Netflix provided a disappointing forecast for the second quarter, with expected revenues of $9.49 billion, slightly below analysts’ expectations. The company also expects earnings per share of $4.68, slightly above analysts’ forecasts. One of the key metrics Netflix reported on is the number of subscribers, which saw an increase of 9 million users, now totaling 269 million.
In recent quarters, Netflix has focused on addressing the issue of password sharing among users by implementing detection mechanisms and offering options for separate accounts or sub-accounts. The company’s stock has risen by about 30% in recent times, with a current price of $610 per share.
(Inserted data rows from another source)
/*
[INPUT]:  Mock TurboSign responses
[OUTPUT]: Test results for the signature workflow
[POS]:    Integration tests - TurboSign endpoints
[UPDATE]: When TurboSign endpoints change
*/

mod common;

use common::{API_KEY, ORG_ID, SENDER_EMAIL, pdf_bytes, setup_mock_server, turbosign};
use serde_json::json;
use tokio_test::assert_ok;
use turbodocx_sdk::{
    DocumentSource, DocumentStatus, Field, FieldPlacement, Recipient, SignatureFieldType,
    SignatureRequest, TemplateConfig,
};
use wiremock::matchers::{body_partial_json, header, method, path};
use wiremock::{Mock, ResponseTemplate};

fn recipients() -> Vec<Recipient> {
    vec![
        assert_ok!(Recipient::new("Alice", "alice@example.com", 1)),
        assert_ok!(Recipient::new("Bob", "bob@example.com", 2)),
    ]
}

fn fields() -> Vec<Field> {
    vec![
        Field::new(SignatureFieldType::Signature, "alice@example.com").at(1, 100, 200),
        Field::new(SignatureFieldType::Date, "bob@example.com").with_template(
            TemplateConfig::anchor("{date}").with_placement(FieldPlacement::Replace),
        ),
    ]
}

#[tokio::test]
async fn test_upload_sends_multipart_with_sniffed_file_part() {
    let server = setup_mock_server().await;
    Mock::given(method("POST"))
        .and(path("/turbosign/single/prepare-for-review"))
        .and(header("authorization", format!("Bearer {API_KEY}").as_str()))
        .and(header("x-rapiddocx-org-id", ORG_ID))
        .respond_with(ResponseTemplate::new(200).set_body_json(json!({
            "data": {
                "success": true,
                "documentId": "doc-1",
                "status": "review_ready",
                "previewUrl": "https://app.turbodocx.com/preview/doc-1",
                "message": "Ready for review"
            }
        })))
        .expect(1)
        .mount(&server)
        .await;

    let request = SignatureRequest::new(
        DocumentSource::named_file(pdf_bytes(), "c.pdf"),
        recipients(),
        fields(),
    )
    .with_document_name("X");
    let response = assert_ok!(turbosign(&server).create_signature_review_link(&request).await);
    assert_eq!(response.document_id, "doc-1");
    assert_eq!(
        response.preview_url.as_deref(),
        Some("https://app.turbodocx.com/preview/doc-1")
    );

    let requests = server.received_requests().await.unwrap();
    let content_type = requests[0]
        .headers
        .get("content-type")
        .and_then(|v| v.to_str().ok())
        .unwrap_or_default()
        .to_string();
    assert!(content_type.starts_with("multipart/form-data"));

    let body = String::from_utf8_lossy(&requests[0].body);
    assert!(body.contains(r#"name="file"; filename="c.pdf""#));
    assert!(body.contains("Content-Type: application/pdf"));
    assert!(body.contains("name=\"documentName\"\r\n\r\nX"));
    assert!(body.contains(&format!("name=\"senderEmail\"\r\n\r\n{SENDER_EMAIL}")));
    assert!(body.contains("alice@example.com"));
    assert!(!body.contains(r#"name="fileName""#));
}

#[tokio::test]
async fn test_send_by_template_posts_json() {
    let server = setup_mock_server().await;
    Mock::given(method("POST"))
        .and(path("/turbosign/single/prepare-for-signing"))
        .and(header("content-type", "application/json"))
        .and(body_partial_json(json!({
            "templateId": "tpl-1",
            "senderEmail": SENDER_EMAIL,
            "senderName": "Sender Co"
        })))
        .respond_with(ResponseTemplate::new(200).set_body_json(json!({
            "success": true,
            "documentId": "doc-2",
            "message": "Sent"
        })))
        .expect(1)
        .mount(&server)
        .await;

    let request = SignatureRequest::new(
        DocumentSource::TemplateId("tpl-1".to_string()),
        recipients(),
        fields(),
    );
    let response = assert_ok!(turbosign(&server).send_signature(&request).await);
    assert!(response.success);
    assert_eq!(response.document_id, "doc-2");
}

#[tokio::test]
async fn test_status_then_download() {
    let server = setup_mock_server().await;
    let file_url = format!("{}/files/doc-3.pdf", server.uri());

    Mock::given(method("GET"))
        .and(path("/turbosign/documents/doc-3/status"))
        .respond_with(ResponseTemplate::new(200).set_body_json(json!({"data": {"status": "completed"}})))
        .expect(1)
        .mount(&server)
        .await;
    Mock::given(method("GET"))
        .and(path("/turbosign/documents/doc-3/download"))
        .respond_with(ResponseTemplate::new(200).set_body_json(json!({"downloadUrl": file_url})))
        .expect(1)
        .mount(&server)
        .await;
    Mock::given(method("GET"))
        .and(path("/files/doc-3.pdf"))
        .respond_with(ResponseTemplate::new(200).set_body_bytes(pdf_bytes()))
        .expect(1)
        .mount(&server)
        .await;

    let sign = turbosign(&server);
    let status = assert_ok!(sign.get_status("doc-3").await);
    assert_eq!(status.document_status(), Some(DocumentStatus::Completed));

    let bytes = assert_ok!(sign.download("doc-3").await);
    assert_eq!(bytes, pdf_bytes());
}

#[tokio::test]
async fn test_void_resend_and_audit_trail() {
    let server = setup_mock_server().await;
    Mock::given(method("POST"))
        .and(path("/turbosign/documents/doc-4/void"))
        .and(body_partial_json(json!({"reason": "Wrong contract"})))
        .respond_with(ResponseTemplate::new(200).set_body_json(json!({"id": "doc-4"})))
        .expect(1)
        .mount(&server)
        .await;
    Mock::given(method("POST"))
        .and(path("/turbosign/documents/doc-4/resend-email"))
        .and(body_partial_json(json!({"recipientIds": ["r-1"]})))
        .respond_with(ResponseTemplate::new(200).set_body_json(json!({"recipientCount": 1})))
        .expect(1)
        .mount(&server)
        .await;
    Mock::given(method("GET"))
        .and(path("/turbosign/documents/doc-4/audit-trail"))
        .respond_with(ResponseTemplate::new(200).set_body_json(json!({
            "data": {
                "document": {"id": "doc-4", "name": "Contract"},
                "auditTrail": [{
                    "id": "evt-1",
                    "documentId": "doc-4",
                    "actionType": "document_voided",
                    "timestamp": "2026-01-01T00:00:00Z"
                }]
            }
        })))
        .expect(1)
        .mount(&server)
        .await;

    let sign = turbosign(&server);
    let voided = assert_ok!(sign.void_document("doc-4", "Wrong contract").await);
    assert!(voided.success);

    let resent = assert_ok!(sign.resend_email("doc-4", &["r-1".to_string()]).await);
    assert!(resent.success);
    assert_eq!(resent.recipient_count, 1);

    let trail = assert_ok!(sign.get_audit_trail("doc-4").await);
    assert_eq!(trail.document.name, "Contract");
    assert_eq!(trail.audit_trail[0].action_type, "document_voided");
}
Netflix’s market value now stands at $267.24 billion, showing positive growth compared to the previous quarter.
One notable aspect that stands out from these financial results is Netflix’s push into live sports content through its collaboration with WWE, expected to arrive on the platform in 2025. This move could attract more users and create a loyal audience base for Netflix as it continues to expand its content offerings beyond just streaming shows and movies.
Overall, Netflix seems to be taking proactive steps to tackle competition and user engagement, reflected in its financial performance and strategic initiatives such as its focus on address password sharing among users and its push into live sports content through partnership with WWE.